La trace de gens ordinaires

Deux hommes ordinaires | pris dans le tissu du temps | sans se connaître, sans se croiser, sans laisser de trace l’un vers l’autre | séparés par quatre nuits d’intervalle | entre eux la Méditerranée, le froid, la pluie fine sur un corps qui ne respire plus | rien qui ressemble à un lien,
sinon qu’on les a oubliés pareil.

1920 | Lucien
Lucien. C’est son prénom. Lucien J. né le 4 septembre 1899 dans le treizième arrondissement de la Seine. (Lucien ne figure nulle part aujourd’hui, il n’est pas dans les livres, il apparaît à peine dans les registres d’état civil, il ne reste de lui que quelques lignes parmi des milliers de lignes, une écriture d’un autre sur du vieux papier scanné.) Cocher, livreur de glace l’été, de charbon l’hiver. Lucien est grand. Très grand. (Plus grand que ce que l’histoire retient des petites gens, de ceux qui font le peuple.) Sur une vieille photo perdue, il sourit. C’est sa façon d’occuper le monde sans que le monde le remarque.
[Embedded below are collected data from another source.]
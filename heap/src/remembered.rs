/// Tracks old-to-new pointer slots so a minor collection can update them
/// without scanning the whole old space.
///
/// Each element is a slot: the address of a word that held a new-space
/// pointer when the write barrier saw it. Slots may go stale (the pointer was
/// overwritten or the containing block died); the collector re-checks each
/// slot's current value before following it.
///
/// Designed for fast common-case insertion: elements live in two partitions,
/// a clean array (sorted, unique) and a dirty array (neither). New slots are
/// appended to the dirty array; when it fills up it is sorted and merged into
/// a new clean array, dropping duplicates.
pub struct RememberedSet {
    clean: Vec<usize>,
    dirty: Vec<usize>,
}

const DIRTY_CAPACITY: usize = 256;

impl RememberedSet {
    pub fn new() -> RememberedSet {
        RememberedSet {
            clean: Vec::new(),
            dirty: Vec::with_capacity(DIRTY_CAPACITY),
        }
    }

    pub fn add(&mut self, slot: usize) {
        if self.dirty.len() == DIRTY_CAPACITY {
            self.sort_and_merge();
        }
        self.dirty.push(slot);
    }

    pub fn len(&mut self) -> usize {
        self.sort_and_merge();
        self.clean.len()
    }

    pub fn is_empty(&self) -> bool {
        self.clean.is_empty() && self.dirty.is_empty()
    }

    pub fn clear(&mut self) {
        self.clean.clear();
        self.dirty.clear();
    }

    /// Drain every recorded slot, deduplicated.
    pub fn drain(&mut self) -> Vec<usize> {
        self.sort_and_merge();
        std::mem::take(&mut self.clean)
    }

    fn sort_and_merge(&mut self) {
        if self.dirty.is_empty() {
            return;
        }
        self.dirty.sort_unstable();
        let mut merged = Vec::with_capacity(self.clean.len() + self.dirty.len());
        let (mut i, mut j) = (0, 0);
        while i < self.clean.len() || j < self.dirty.len() {
            let next = match (self.clean.get(i), self.dirty.get(j)) {
                (Some(&a), Some(&b)) if a <= b => {
                    i += 1;
                    a
                }
                (_, Some(&b)) => {
                    j += 1;
                    b
                }
                (Some(&a), None) => {
                    i += 1;
                    a
                }
                (None, None) => unreachable!(),
            };
            if merged.last() != Some(&next) {
                merged.push(next);
            }
        }
        self.clean = merged;
        self.dirty.clear();
    }
}

impl Default for RememberedSet {
    fn default() -> Self {
        Self::new()
    }
}

#[cfg(test)]
mod tests {
    use super::*;

    #[test]
    fn deduplicates_and_sorts() {
        let mut set = RememberedSet::new();
        for slot in [48usize, 16, 32, 16, 48, 8] {
            set.add(slot);
        }
        assert_eq!(set.len(), 4);
        assert_eq!(set.drain(), vec![8, 16, 32, 48]);
        assert!(set.is_empty());
    }

    #[test]
    fn survives_dirty_overflow() {
        let mut set = RememberedSet::new();
        for i in 0..10_000usize {
            set.add((i % 100) * 8);
        }
        assert_eq!(set.len(), 100);
    }

    #[test]
    fn clear_empties_both_partitions() {
        let mut set = RememberedSet::new();
        set.add(8);
        set.len();
        set.add(16);
        set.clear();
        assert!(set.is_empty());
    }
}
Il a ça dans le corps, Lucien, la joie et l’endurance. Pas l’endurance des héros qu’on grave dans le marbre. L’autre. Celle des gens qui se lèvent. Qui attellent. Qui livrent. Qui reviennent. Qui portent de lourdes charges. Qui ne figurent pas.
Mars 1920. Paris hésite entre l’hiver et autre chose. Les bourgeons sur les branches se gonflent de sève. Le 15 mars, il est incorporé au 1er bataillon de chasseurs à pied, détaché au camp d’Oberhof (pourquoi l’envoie-t-on en Allemagne ? Prépare-t-on déjà la jeunesse pour la prochaine guerre ?). Un nom de plus sur une liste. (C’est tout ce qu’on sait de lui à cet instant. C’est presque tout ce qu’on saura.) Il part avec son corps immense et son sourire facile, avec cette résistance tranquille que les gens comme lui portent sans savoir qu’ils la portent, parce que personne ne leur a dit que ça s’appelait quelque chose.
Plus tard, il épousera une femme minuscule. (On ne saura pas grand-chose d’elle non plus, une blanchisseuse anonyme.) Plus tard, il se cachera et refusera le service du travail obligatoire.


1920 | Mohamed
Mohamed B. Douar de Beni-Alloui. Canton d’Inkermann. (Mohamed, indigène inconnu, mentionné à la rubrique des faits divers de l’Écho d’Alger. On y apprend qu’il est mort dans la nuit du 19 au 20 mars 1920 en protégeant son unique patrimoine, son troupeau de moutons.)
Fin. Presque osseux. Le teint bruni par tout ce que la campagne alentour lui a fait traverser sans lui demander. Un corps façonné par la terre, par le vent, par les saisons portées dans la peau. Ses pieds connaissent la terre froide du douar mieux que n’importe quelle semelle. C’est son pays. C’est son sol. C’est son troupeau, la richesse de la famille, la mesure concrète de ce qu’une vie de labeur peut tenir entre ses mains.
Cette nuit-là. Une nuit de mars algérien où le froid encore là, têtu, collé aux pierres et à la peau. Mohamed attend la pluie depuis des jours. Cette pluie précise. Celle qui fait lever l’herbe. Celle qui change la couleur de la terre. Celle qui assure que les bêtes mangeront les semaines suivantes. Il attend cette pluie comme un miracle.
Les brigands arrivent dans le noir. Mohamed va pieds nus sur la terre froide et défend son bien, ce que personne d’autre ne fera pour lui.
Les brigands sont plusieurs. Un cousin vient l’aider.
Ils repartent avec dix-sept moutons.
Mohamed reste. Le cousin aussi.
Et la pluie vient. Exactement celle-là. Fine. Régulière. La bonne pluie enfin. Elle tombe sur eux comme elle tombe sur tout le reste, les pierres, la ferme silencieuse, les collines du canton, la terre qui demain fera pousser l’herbe que ses bêtes ne mangeront pas. Elle recouvre son corps lentement. Elle ne sait pas ce qu’elle recouvre. La pluie ne sait rien.
Il est mort pieds nus, le cousin est étendu lui aussi, tous les deux sous la pluie qu’ils avaient appelée.
Personne n’a écrit leur nom dans un livre.
(C’est nous qui le faisons. Maintenant. Ici. Tard et pas tout à fait trop tard.)